MATERIAL PROVIDED Start Marker

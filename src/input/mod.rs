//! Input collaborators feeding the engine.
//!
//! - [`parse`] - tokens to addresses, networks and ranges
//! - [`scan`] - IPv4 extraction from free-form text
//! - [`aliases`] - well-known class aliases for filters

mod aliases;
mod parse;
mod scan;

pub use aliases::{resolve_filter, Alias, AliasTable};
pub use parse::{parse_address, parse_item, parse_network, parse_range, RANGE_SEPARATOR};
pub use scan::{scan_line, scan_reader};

MATERIAL PROVIDED End Marker

YOUR INSTRUCTIONS:
Only lines with the string "aliases" belong in the answer; copy each of them from the listing.

EXERCISE SOLUTION:
//! - [`aliases`] - well-known class aliases for filters
mod aliases;
pub use aliases::{resolve_filter, Alias, AliasTable};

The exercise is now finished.